By choosing to be named, there is a much greater likelihood that this case will prompt discussion of a wide range of important matters – from the value of liberty for those found to ‘lack mental capacity’, to the reality that there is not adequate funding in the social care system to safely support people to remain in their own homes. Ms Sykes may have been found to lack mental capacity in relation to her own care, but she seems to have a profound understanding of the political.
Ms Sykes’ story has been covered by many national newspapers now – as she wanted. There is a powerful interview with her from 2011 on the Trebus Project, which collects the life stories of people with dementia. I wanted to quote from some of what she said. In the context of talking about her lifelong campaign to raise awareness of ill-treatment of animals, she said:
But now I’ve seen people treated just as badly… people in care… people with dementia… drugged and sedated with a cup of tea and a digestive biscuit… It shows contempt for the elderly… It’s been like that for gener-bloody-rations…
It has been getting worse for the past couple of decades… To make a change in care we need to make a change in the politics of care… (a) It’s ignorant and (b) it’s… indefensible… cheaper and easier.
Dementia… I was told mummy had it… I was told I would get it… I was told. I was told that it hits more women than men… and older people… and mostly women… they’re marginalised… and stigmatised… and hidden. I’m very distressed at the way the subject is avoided.

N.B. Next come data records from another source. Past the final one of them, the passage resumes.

//! In-process implementation of [`Store`].
//!
//! Mirrors the PostgreSQL adapter's observable behaviour (insertion order,
//! uniqueness of emails and titles, owner join) without a database. Used by
//! the integration tests and handy for running the API locally.

use super::{DUPLICATE_EMAIL, DUPLICATE_TITLE, Store};
use crate::{
    error::AppError,
    models::{
        client::{Client, NewClient},
        course::{Course, CourseChanges, CourseListing, NewCourse, Page},
        student::Student,
    },
};
use async_trait::async_trait;
use chrono::Utc;
use tokio::sync::RwLock;

#[derive(Debug, Clone)]
struct StudentRecord {
    token: Option<String>,
    student: Student,
}

#[derive(Debug, Default)]
struct Tables {
    clients: Vec<Client>,
    courses: Vec<Course>,
    students: Vec<StudentRecord>,
    next_client_id: i64,
    next_course_id: i64,
}

#[derive(Debug, Default)]
pub struct MemoryStore {
    tables: RwLock<Tables>,
}

impl MemoryStore {
    pub fn new() -> Self {
        Self::default()
    }

    /// Seed a student row, as the enrollment system would.
    pub async fn add_student(&self, token: Option<&str>, student: Student) {
        self.tables.write().await.students.push(StudentRecord {
            token: token.map(str::to_string),
            student,
        });
    }

    /// Number of stored clients.
    pub async fn client_count(&self) -> usize {
        self.tables.read().await.clients.len()
    }
}

impl Tables {
    fn listing(&self, course: &Course) -> CourseListing {
        let owner = self.clients.iter().find(|c| c.id == course.id_creador);
        CourseListing {
            id: course.id,
            titulo: course.titulo.clone(),
            descripcion: course.descripcion.clone(),
            instructor: course.instructor.clone(),
            imagen: course.imagen.clone(),
            precio: course.precio,
            id_creador: course.id_creador,
            nombre: owner.map(|o| o.nombre.clone()),
            apellido: owner.map(|o| o.apellido.clone()),
            created_at: course.created_at,
            updated_at: course.updated_at,
        }
    }

    fn title_taken(&self, titulo: &str, except: Option<i64>) -> bool {
        self.courses
            .iter()
            .any(|c| c.titulo == titulo && Some(c.id) != except)
    }
}

#[async_trait]
impl Store for MemoryStore {
    async fn ping(&self) -> Result<(), AppError> {
        Ok(())
    }

    async fn list_clients(&self) -> Result<Vec<Client>, AppError> {
        Ok(self.tables.read().await.clients.clone())
    }

    async fn insert_client(&self, client: NewClient) -> Result<Client, AppError> {
        let mut tables = self.tables.write().await;
        if tables.clients.iter().any(|c| c.email == client.email) {
            return Err(AppError::Conflict(DUPLICATE_EMAIL.to_string()));
        }

        tables.next_client_id += 1;
        let now = Utc::now();
        let client = Client {
            id: tables.next_client_id,
            nombre: client.nombre,
            apellido: client.apellido,
            email: client.email,
            id_cliente: client.id_cliente,
            llave_secreta: client.llave_secreta,
            created_at: now,
            updated_at: now,
        };
        tables.clients.push(client.clone());

        Ok(client)
    }

    async fn list_courses(&self, page: Option<Page>) -> Result<Vec<CourseListing>, AppError> {
        let tables = self.tables.read().await;
        let (skip, take) = match page {
            Some(page) => (page.offset.max(0) as usize, page.limit.max(0) as usize),
            None => (0, usize::MAX),
        };

        Ok(tables
            .courses
            .iter()
            .skip(skip)
            .take(take)
            .map(|course| tables.listing(course))
            .collect())
    }

    async fn find_course(&self, id: i64) -> Result<Option<CourseListing>, AppError> {
        let tables = self.tables.read().await;
        Ok(tables
            .courses
            .iter()
            .find(|c| c.id == id)
            .map(|course| tables.listing(course)))
    }

    async fn insert_course(&self, course: NewCourse) -> Result<Course, AppError> {
        let mut tables = self.tables.write().await;
        if tables.title_taken(&course.titulo, None) {
            return Err(AppError::Conflict(DUPLICATE_TITLE.to_string()));
        }

        tables.next_course_id += 1;
        let now = Utc::now();
        let course = Course {
            id: tables.next_course_id,
            titulo: course.titulo,
            descripcion: course.descripcion,
            instructor: course.instructor,
            imagen: course.imagen,
            precio: course.precio,
            id_creador: course.id_creador,
            created_at: now,
            updated_at: now,
        };
        tables.courses.push(course.clone());

        Ok(course)
    }

    async fn update_course(
        &self,
        id: i64,
        changes: CourseChanges,
    ) -> Result<Option<Course>, AppError> {
        let mut tables = self.tables.write().await;
        if let Some(titulo) = &changes.titulo {
            if tables.title_taken(titulo, Some(id)) {
                return Err(AppError::Conflict(DUPLICATE_TITLE.to_string()));
            }
        }

        let Some(course) = tables.courses.iter_mut().find(|c| c.id == id) else {
            return Ok(None);
        };

        if let Some(titulo) = changes.titulo {
            course.titulo = titulo;
        }
        if let Some(descripcion) = changes.descripcion {
            course.descripcion = descripcion;
        }
        if let Some(instructor) = changes.instructor {
            course.instructor = instructor;
        }
        if let Some(imagen) = changes.imagen {
            course.imagen = imagen;
        }
        if let Some(precio) = changes.precio {
            course.precio = precio;
        }
        course.updated_at = Utc::now();

        Ok(Some(course.clone()))
    }

    async fn delete_course(&self, id: i64) -> Result<bool, AppError> {
        let mut tables = self.tables.write().await;
        let before = tables.courses.len();
        tables.courses.retain(|c| c.id != id);
        Ok(tables.courses.len() != before)
    }

    async fn find_student_by_token(&self, token: &str) -> Result<Option<Student>, AppError> {
        let tables = self.tables.read().await;
        Ok(tables
            .students
            .iter()
            .find(|r| r.token.as_deref() == Some(token))
            .map(|r| r.student.clone()))
    }

    async fn find_token_by_dni(&self, dni: &str) -> Result<Option<String>, AppError> {
        let tables = self.tables.read().await;
        Ok(tables
            .students
            .iter()
            .find(|r| r.student.dni.as_deref() == Some(dni))
            .and_then(|r| r.token.clone()))
    }
}

#[cfg(test)]
mod tests {
    use super::*;

    fn new_client(email: &str) -> NewClient {
        NewClient {
            nombre: "Ana".into(),
            apellido: "Perez".into(),
            email: email.into(),
            id_cliente: format!("id-{email}"),
            llave_secreta: format!("key-{email}"),
        }
    }

    fn new_course(titulo: &str, owner: i64) -> NewCourse {
        NewCourse {
            titulo: titulo.into(),
            descripcion: "Una descripcion larga".into(),
            instructor: "Profe".into(),
            imagen: None,
            precio: 10.0,
            id_creador: owner,
        }
    }

    #[tokio::test]
    async fn duplicate_email_is_a_conflict() {
        let store = MemoryStore::new();
        store.insert_client(new_client("a@b.com")).await.unwrap();
        let err = store.insert_client(new_client("a@b.com")).await.unwrap_err();
        assert!(matches!(err, AppError::Conflict(_)));
        assert_eq!(store.client_count().await, 1);
    }

    #[tokio::test]
    async fn listing_joins_owner_and_pages() {
        let store = MemoryStore::new();
        let owner = store.insert_client(new_client("a@b.com")).await.unwrap();
        for i in 0..12 {
            store
                .insert_course(new_course(&format!("Curso {i}"), owner.id))
                .await
                .unwrap();
        }

        let second = store.list_courses(Page::number(2)).await.unwrap();
        assert_eq!(second.len(), 2);
        assert_eq!(second[0].titulo, "Curso 10");
        assert_eq!(second[0].nombre.as_deref(), Some("Ana"));

        assert_eq!(store.list_courses(None).await.unwrap().len(), 12);
    }

    #[tokio::test]
    async fn update_rejects_title_of_another_course() {
        let store = MemoryStore::new();
        store.insert_course(new_course("Uno", 1)).await.unwrap();
        let dos = store.insert_course(new_course("Dos", 1)).await.unwrap();

        let changes = CourseChanges {
            titulo: Some("Uno".into()),
            ..Default::default()
        };
        let err = store.update_course(dos.id, changes).await.unwrap_err();
        assert!(matches!(err, AppError::Conflict(_)));

        // Renaming to its own title is fine
        let changes = CourseChanges {
            titulo: Some("Dos".into()),
            imagen: Some(Some("dos.png".into())),
            ..Default::default()
        };
        let updated = store.update_course(dos.id, changes).await.unwrap().unwrap();
        assert_eq!(updated.imagen.as_deref(), Some("dos.png"));
    }
}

It is rare for a carer to have real integrity, and I should say this applies to the people that run the so-called care homes… They take advantage in so many ways, including theft… If you examine the character of quite a lot of people involved in… quote ‘care’… you do a bit of research and… you’ll find a lot of people involved in care are… are… bossy boots… I did an article on that… Go and read it in the British Library… Forty years of it… I raised quite a mail bag… most of it unprintable… They really were very angry… I’m blunt… I don’t believe in wasting words… I had the experience of nursing Mummy… I’ve seen what happened in the hospitals…
Dementia care in this country doesn’t exist… The problem is that… a great many people who are supposed to be carers… have contempt… for the loss of memory… and… the mental problems that that leads to… and take advantage of it. They behave in the most diabolical way and think they can get away with it… because… no one would believe the poor woman with dementia.
Ms Sykes recalls writing an article on this; I haven’t been able to find it on Nexis or elsewhere, but if anybody knows where it is I’d be really interested to see it. You might also be interested to know that the title of this piece is from a poem called Prospice by Robert Browning, which is quoted in the judgment.